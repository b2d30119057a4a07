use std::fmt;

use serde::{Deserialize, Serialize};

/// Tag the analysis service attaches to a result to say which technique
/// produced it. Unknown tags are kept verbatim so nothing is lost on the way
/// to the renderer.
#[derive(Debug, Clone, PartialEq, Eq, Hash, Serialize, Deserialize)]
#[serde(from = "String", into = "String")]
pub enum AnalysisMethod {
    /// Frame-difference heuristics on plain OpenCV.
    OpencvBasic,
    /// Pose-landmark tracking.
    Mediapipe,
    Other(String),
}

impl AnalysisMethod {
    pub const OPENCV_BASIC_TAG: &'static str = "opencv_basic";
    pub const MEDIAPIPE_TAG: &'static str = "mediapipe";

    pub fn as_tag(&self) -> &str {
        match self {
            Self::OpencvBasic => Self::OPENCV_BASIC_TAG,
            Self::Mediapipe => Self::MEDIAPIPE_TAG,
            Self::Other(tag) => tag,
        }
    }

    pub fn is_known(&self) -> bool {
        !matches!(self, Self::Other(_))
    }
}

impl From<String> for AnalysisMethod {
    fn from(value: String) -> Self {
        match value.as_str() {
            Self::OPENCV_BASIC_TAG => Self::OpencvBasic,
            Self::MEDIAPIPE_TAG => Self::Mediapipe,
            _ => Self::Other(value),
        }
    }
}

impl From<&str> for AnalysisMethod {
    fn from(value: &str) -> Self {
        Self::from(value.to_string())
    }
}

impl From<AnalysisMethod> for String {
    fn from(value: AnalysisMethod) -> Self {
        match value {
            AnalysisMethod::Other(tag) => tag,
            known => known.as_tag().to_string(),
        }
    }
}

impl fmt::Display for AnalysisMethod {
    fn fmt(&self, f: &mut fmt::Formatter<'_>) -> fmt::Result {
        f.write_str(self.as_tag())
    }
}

--------------------

Task instructions: For each line of the data that has the word "AnalysisMethod", report that line.

Task response:
pub enum AnalysisMethod {
impl AnalysisMethod {
impl From<String> for AnalysisMethod {
impl From<&str> for AnalysisMethod {
impl From<AnalysisMethod> for String {
    fn from(value: AnalysisMethod) -> Self {
            AnalysisMethod::Other(tag) => tag,
impl fmt::Display for AnalysisMethod {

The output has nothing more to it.